Personal information
- Born: November 18, 1980 (age 44) Caracas, Venezuela
- Nationality: Spanish
- Listed height: 6 ft 9.5 in (2.07 m)
- Listed weight: 245 lb (111 kg)

Career information
- NBA draft: 2002: undrafted
- Playing career: 1998–2016
- Position: Power forward / center
- Coaching career: 2016–present

Career history

Playing
- 1998–1999: Unicaja B
- 1999–2004: Unicaja
- 2001: →Club Ourense Baloncesto
- 2001–2003: →CB Estudiantes
- 2004–2005: Bilbao Basket
- 2005–2007: CB Girona
- 2007–2009: Unicaja
- 2009–2013: CB Estudiantes
- 2013–2014: Bilbao Basket
- 2014: Marinos de Anzoátegui
- 2014–2015: Bilbao Basket
- 2015: Unicaja
- 2015–2016: Marinos de Anzoátegui

Coaching
- 2016–2017: Iowa Energy (assistant)

= Germán Gabriel =

Spanish basketball player

Germán Antonio Gabriel Benaches (born November 16, 1980) is a Spanish retired professional basketball player.
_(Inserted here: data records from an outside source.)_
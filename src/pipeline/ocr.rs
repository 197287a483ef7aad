//! OCR: recognise text in a single page image.
//!
//! The production engine shells out to the tesseract binary rather than
//! linking it: the binary is what ships in every distro package, the CLI
//! surface is stable across tesseract 4 and 5, and a crashed recognition
//! takes down one subprocess instead of the batch.
//!
//! Page images are written to the configured scratch directory for the
//! duration of one invocation; `tempfile` removes them on drop, so the
//! scratch directory stays small even for thousand-page batches.

use crate::error::OcrError;
use image::DynamicImage;
use std::path::PathBuf;
use std::process::Command;
use tracing::warn;

/// Recognises the text in one page image.
///
/// Implemented by [`TesseractEngine`] in production and by scripted stubs in
/// tests. A failed recognition is an [`OcrError`]; the extraction loop in
/// [`crate::convert`] records it against the page and moves on.
pub trait OcrEngine: Send + Sync {
    /// Engine identifier for log lines (e.g. `"tesseract"`).
    fn name(&self) -> &'static str;

    /// Extract the text of one page image.
    fn recognize(&self, image: &DynamicImage) -> Result<String, OcrError>;
}

/// Production engine invoking the tesseract binary.
pub struct TesseractEngine {
    command: PathBuf,
    lang: String,
    scratch_dir: PathBuf,
}

impl TesseractEngine {
    /// Create an engine.
    ///
    /// * `command` — tesseract executable (absolute path or resolved via `PATH`).
    /// * `lang` — language code passed as `-l`.
    /// * `scratch_dir` — existing directory for transient page images.
    pub fn new(command: PathBuf, lang: String, scratch_dir: PathBuf) -> Self {
        Self {
            command,
            lang,
            scratch_dir,
        }
    }
}

impl OcrEngine for TesseractEngine {
    fn name(&self) -> &'static str {
        "tesseract"
    }

    fn recognize(&self, image: &DynamicImage) -> Result<String, OcrError> {
        // Tesseract reads files, not pipes, so the page goes through a
        // scratch PNG that is deleted when `scratch` drops.
        let scratch = tempfile::Builder::new()
            .prefix("page-")
            .suffix(".png")
            .tempfile_in(&self.scratch_dir)
            .map_err(|e| OcrError::Scratch(e.to_string()))?;

        image
            .save_with_format(scratch.path(), image::ImageFormat::Png)
            .map_err(|e| OcrError::Scratch(e.to_string()))?;

        let output = Command::new(&self.command)
            .arg(scratch.path())
            .arg("stdout")
            .arg("-l")
            .arg(&self.lang)
            .arg("--psm")
            .arg("1") // automatic page segmentation with orientation detection
            .output()
            .map_err(|source| OcrError::Spawn {
                command: self.command.display().to_string(),
                source,
            })?;

        if !output.status.success() {
            return Err(OcrError::EngineFailed {
                command: self.command.display().to_string(),
                status: output.status,
                stderr: String::from_utf8_lossy(&output.stderr).trim().to_string(),
            });
        }

        // Tesseract routinely prints DPI warnings on stderr with exit 0.
        if !output.stderr.is_empty() {
            warn!(
                "tesseract stderr: {}",
                String::from_utf8_lossy(&output.stderr).trim()
            );
        }

        Ok(String::from_utf8_lossy(&output.stdout).into_owned())
    }
}

#[cfg(test)]
mod tests {
    use super::*;

    // The real engine needs a tesseract install; these cover the subprocess
    // plumbing with stand-in commands that exist on any unix system.

    fn one_pixel() -> DynamicImage {
        DynamicImage::new_rgb8(1, 1)
    }

    #[test]
    fn missing_binary_is_a_spawn_error() {
        let dir = tempfile::tempdir().unwrap();
        let engine = TesseractEngine::new(
            PathBuf::from("/no/such/tesseract"),
            "eng".into(),
            dir.path().to_path_buf(),
        );
        let err = engine.recognize(&one_pixel()).unwrap_err();
        assert!(matches!(err, OcrError::Spawn { .. }), "got: {err:?}");
    }

    #[test]
    #[cfg(unix)]
    fn nonzero_exit_is_an_engine_failure() {
        let dir = tempfile::tempdir().unwrap();
        let engine = TesseractEngine::new(
            PathBuf::from("false"),
            "eng".into(),
            dir.path().to_path_buf(),
        );
        let err = engine.recognize(&one_pixel()).unwrap_err();
        assert!(matches!(err, OcrError::EngineFailed { .. }), "got: {err:?}");
    }

    #[test]
    fn missing_scratch_dir_is_a_scratch_error() {
        let engine = TesseractEngine::new(
            PathBuf::from("tesseract"),
            "eng".into(),
            PathBuf::from("/no/such/scratch"),
        );
        let err = engine.recognize(&one_pixel()).unwrap_err();
        assert!(matches!(err, OcrError::Scratch(_)), "got: {err:?}");
    }
}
He played as a power forward and as a center.

==Professional career==
Gabriel signed with the Liga ACB club Estudiantes in 2009. After spending four years in the club of Madrid, he signed for Bilbao Basket.

He came back to Unicaja, his first club, in 2015 once he left Bilbao. On December 2, he left Unicaja.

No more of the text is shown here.